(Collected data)
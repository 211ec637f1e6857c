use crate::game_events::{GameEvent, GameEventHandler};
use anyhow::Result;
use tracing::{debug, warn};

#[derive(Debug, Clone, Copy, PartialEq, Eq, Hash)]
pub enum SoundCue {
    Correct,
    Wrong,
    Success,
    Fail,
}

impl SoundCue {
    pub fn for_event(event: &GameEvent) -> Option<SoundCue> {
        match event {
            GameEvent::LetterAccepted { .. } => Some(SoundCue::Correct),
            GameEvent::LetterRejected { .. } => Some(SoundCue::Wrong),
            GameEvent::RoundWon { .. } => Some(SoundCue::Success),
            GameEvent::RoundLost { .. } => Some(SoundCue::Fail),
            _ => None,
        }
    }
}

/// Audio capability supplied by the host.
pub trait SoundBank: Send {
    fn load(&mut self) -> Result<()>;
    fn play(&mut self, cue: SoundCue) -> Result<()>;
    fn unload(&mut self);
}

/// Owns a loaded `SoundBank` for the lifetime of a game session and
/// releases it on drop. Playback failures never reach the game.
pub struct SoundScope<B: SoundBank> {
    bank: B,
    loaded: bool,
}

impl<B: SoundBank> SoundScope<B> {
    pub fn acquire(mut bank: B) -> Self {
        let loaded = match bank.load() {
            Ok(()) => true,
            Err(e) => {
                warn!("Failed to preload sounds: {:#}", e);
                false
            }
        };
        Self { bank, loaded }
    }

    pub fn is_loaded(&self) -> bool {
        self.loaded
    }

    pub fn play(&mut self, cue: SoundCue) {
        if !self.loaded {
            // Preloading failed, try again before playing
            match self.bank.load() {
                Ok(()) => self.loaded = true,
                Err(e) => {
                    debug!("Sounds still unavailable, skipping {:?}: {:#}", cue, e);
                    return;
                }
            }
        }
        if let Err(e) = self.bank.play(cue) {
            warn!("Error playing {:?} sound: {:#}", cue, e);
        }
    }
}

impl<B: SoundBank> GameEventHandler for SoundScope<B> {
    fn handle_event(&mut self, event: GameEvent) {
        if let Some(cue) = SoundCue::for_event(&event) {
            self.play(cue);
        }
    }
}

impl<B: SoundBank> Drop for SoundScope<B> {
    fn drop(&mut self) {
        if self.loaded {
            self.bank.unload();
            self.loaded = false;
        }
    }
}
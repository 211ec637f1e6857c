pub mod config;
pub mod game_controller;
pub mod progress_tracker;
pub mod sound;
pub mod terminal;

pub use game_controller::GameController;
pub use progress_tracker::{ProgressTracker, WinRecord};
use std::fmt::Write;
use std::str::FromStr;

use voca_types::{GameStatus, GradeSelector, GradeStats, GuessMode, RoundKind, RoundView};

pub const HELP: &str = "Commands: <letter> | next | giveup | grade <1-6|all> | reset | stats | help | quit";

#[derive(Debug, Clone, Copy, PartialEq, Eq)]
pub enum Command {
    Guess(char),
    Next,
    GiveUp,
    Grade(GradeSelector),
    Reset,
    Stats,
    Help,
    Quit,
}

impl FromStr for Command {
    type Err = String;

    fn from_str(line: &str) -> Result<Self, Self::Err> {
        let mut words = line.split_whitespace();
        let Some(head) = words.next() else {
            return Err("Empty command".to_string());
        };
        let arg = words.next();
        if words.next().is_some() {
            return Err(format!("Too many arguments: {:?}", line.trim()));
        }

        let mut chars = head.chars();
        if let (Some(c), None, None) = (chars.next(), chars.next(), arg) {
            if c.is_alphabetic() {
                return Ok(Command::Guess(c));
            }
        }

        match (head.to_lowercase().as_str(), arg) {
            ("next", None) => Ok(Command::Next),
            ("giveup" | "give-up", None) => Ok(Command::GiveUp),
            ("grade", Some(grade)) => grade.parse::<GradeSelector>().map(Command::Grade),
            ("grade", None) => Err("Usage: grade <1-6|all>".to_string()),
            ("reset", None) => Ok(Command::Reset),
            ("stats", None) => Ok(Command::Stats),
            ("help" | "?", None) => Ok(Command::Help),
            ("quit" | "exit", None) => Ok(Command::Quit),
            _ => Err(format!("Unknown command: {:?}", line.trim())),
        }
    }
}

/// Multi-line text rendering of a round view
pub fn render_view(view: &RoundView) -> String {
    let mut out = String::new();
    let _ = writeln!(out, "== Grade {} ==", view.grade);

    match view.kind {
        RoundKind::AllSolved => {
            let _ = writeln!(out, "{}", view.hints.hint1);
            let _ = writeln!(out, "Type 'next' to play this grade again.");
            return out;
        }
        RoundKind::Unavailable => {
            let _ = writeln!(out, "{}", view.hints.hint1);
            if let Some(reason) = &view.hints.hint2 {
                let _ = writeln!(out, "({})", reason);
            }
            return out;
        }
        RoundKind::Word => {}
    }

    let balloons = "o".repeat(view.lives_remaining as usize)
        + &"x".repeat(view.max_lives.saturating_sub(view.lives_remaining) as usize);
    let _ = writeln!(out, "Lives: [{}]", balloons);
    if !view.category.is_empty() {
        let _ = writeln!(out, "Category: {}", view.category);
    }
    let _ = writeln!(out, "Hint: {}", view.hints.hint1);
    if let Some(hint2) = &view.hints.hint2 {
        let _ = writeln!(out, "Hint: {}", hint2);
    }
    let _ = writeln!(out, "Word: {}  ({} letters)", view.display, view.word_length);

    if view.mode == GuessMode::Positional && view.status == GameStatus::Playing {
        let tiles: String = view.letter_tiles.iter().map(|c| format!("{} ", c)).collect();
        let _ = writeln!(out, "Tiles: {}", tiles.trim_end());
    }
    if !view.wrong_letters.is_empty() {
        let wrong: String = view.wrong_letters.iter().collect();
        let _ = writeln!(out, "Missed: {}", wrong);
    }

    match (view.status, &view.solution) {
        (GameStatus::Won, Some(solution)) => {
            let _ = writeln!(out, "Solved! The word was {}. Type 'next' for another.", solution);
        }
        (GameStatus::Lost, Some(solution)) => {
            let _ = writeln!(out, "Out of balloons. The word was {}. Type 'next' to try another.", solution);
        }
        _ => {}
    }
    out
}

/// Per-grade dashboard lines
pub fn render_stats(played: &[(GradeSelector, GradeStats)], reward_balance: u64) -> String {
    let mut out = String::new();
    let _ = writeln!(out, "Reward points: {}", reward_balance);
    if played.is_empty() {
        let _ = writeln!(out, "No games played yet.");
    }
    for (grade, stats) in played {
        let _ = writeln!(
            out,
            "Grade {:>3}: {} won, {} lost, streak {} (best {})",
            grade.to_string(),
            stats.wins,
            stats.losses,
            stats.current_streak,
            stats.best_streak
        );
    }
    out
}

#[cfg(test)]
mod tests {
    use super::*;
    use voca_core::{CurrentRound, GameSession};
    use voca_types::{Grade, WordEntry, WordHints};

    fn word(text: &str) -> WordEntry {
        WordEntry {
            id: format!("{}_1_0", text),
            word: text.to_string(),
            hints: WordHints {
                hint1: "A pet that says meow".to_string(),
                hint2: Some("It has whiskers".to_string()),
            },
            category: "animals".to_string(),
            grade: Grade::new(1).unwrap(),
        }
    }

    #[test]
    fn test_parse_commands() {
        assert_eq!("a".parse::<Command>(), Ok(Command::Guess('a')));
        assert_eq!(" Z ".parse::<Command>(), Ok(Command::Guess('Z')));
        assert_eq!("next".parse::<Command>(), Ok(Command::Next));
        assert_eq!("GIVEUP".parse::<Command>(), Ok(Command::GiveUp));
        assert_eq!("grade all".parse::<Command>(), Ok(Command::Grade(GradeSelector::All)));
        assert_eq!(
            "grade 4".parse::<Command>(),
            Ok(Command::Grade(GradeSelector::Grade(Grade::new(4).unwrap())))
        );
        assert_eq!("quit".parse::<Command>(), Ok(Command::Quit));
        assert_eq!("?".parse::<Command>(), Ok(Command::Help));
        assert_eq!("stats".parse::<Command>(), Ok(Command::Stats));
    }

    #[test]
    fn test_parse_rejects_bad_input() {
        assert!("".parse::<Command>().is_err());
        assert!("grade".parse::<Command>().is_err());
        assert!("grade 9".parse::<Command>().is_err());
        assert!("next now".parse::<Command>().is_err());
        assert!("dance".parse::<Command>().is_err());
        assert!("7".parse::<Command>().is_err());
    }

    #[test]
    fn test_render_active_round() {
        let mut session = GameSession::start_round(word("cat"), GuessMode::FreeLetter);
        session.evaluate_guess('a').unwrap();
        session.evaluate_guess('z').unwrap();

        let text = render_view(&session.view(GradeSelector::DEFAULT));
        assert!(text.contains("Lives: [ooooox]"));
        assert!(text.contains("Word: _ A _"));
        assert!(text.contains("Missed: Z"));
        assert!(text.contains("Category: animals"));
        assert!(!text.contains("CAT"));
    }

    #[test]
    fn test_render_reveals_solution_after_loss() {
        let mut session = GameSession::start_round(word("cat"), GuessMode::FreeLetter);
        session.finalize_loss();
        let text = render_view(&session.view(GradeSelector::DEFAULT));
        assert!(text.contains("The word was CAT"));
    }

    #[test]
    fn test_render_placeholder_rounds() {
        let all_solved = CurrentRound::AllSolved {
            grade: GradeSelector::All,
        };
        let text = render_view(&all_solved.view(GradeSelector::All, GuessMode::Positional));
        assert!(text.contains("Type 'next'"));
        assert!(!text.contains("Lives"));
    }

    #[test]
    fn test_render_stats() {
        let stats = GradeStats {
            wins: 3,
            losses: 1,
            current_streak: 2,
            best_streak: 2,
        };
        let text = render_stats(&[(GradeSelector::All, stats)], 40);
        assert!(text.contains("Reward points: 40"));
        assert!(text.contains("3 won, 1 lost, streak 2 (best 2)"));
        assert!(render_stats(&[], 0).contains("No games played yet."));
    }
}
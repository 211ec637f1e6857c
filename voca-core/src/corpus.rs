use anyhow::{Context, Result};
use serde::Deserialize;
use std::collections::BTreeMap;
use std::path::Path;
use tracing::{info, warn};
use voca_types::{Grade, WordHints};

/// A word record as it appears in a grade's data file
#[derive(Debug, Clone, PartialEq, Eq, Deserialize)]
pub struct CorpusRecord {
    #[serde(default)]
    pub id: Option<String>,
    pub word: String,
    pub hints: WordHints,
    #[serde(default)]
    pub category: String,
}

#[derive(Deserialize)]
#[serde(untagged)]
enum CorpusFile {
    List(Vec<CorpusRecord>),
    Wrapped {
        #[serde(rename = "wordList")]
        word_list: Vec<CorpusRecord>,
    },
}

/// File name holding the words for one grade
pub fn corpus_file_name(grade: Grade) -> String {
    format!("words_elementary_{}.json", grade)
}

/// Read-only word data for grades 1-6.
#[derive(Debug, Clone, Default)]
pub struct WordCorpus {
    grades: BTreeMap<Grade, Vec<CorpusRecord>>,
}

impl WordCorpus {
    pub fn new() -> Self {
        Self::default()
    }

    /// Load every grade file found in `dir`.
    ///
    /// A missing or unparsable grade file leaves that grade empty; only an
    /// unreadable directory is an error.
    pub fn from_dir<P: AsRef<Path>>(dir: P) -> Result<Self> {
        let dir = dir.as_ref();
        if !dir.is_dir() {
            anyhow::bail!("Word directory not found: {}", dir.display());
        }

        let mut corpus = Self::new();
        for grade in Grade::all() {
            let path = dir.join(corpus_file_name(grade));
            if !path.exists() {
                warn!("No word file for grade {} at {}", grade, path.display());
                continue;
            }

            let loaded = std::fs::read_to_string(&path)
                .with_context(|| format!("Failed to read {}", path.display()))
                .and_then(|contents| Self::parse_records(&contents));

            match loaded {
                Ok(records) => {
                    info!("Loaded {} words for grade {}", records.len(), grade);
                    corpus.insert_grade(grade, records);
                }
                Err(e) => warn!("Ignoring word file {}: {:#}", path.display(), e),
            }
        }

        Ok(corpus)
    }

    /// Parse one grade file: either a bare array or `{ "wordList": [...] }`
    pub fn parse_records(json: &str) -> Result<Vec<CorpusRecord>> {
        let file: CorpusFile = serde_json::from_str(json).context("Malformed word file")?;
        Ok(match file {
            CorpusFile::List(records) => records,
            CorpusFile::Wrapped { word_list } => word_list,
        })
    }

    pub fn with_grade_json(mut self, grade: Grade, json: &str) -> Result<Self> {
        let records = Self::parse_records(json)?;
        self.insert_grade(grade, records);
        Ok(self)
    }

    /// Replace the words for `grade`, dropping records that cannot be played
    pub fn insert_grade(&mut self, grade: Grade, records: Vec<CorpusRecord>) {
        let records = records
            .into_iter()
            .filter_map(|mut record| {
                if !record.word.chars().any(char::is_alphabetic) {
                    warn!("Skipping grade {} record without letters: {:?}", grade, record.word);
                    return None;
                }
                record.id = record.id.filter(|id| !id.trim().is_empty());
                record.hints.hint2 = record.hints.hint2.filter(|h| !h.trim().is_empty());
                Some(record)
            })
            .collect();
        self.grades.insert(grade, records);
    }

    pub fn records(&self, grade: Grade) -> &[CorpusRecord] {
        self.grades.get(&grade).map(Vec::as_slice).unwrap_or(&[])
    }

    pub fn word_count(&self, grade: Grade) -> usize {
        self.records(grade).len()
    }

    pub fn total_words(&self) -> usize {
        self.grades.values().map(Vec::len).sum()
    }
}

WHAT TO DO
Copy every line of the entries above in which "GuessMode" occurs.

ANSWER
use voca_types::{GameStatus, GradeSelector, GradeStats, GuessMode, RoundKind, RoundView};
    if view.mode == GuessMode::Positional && view.status == GameStatus::Playing {
        let mut session = GameSession::start_round(word("cat"), GuessMode::FreeLetter);
        let mut session = GameSession::start_round(word("cat"), GuessMode::FreeLetter);
        let text = render_view(&all_solved.view(GradeSelector::All, GuessMode::Positional));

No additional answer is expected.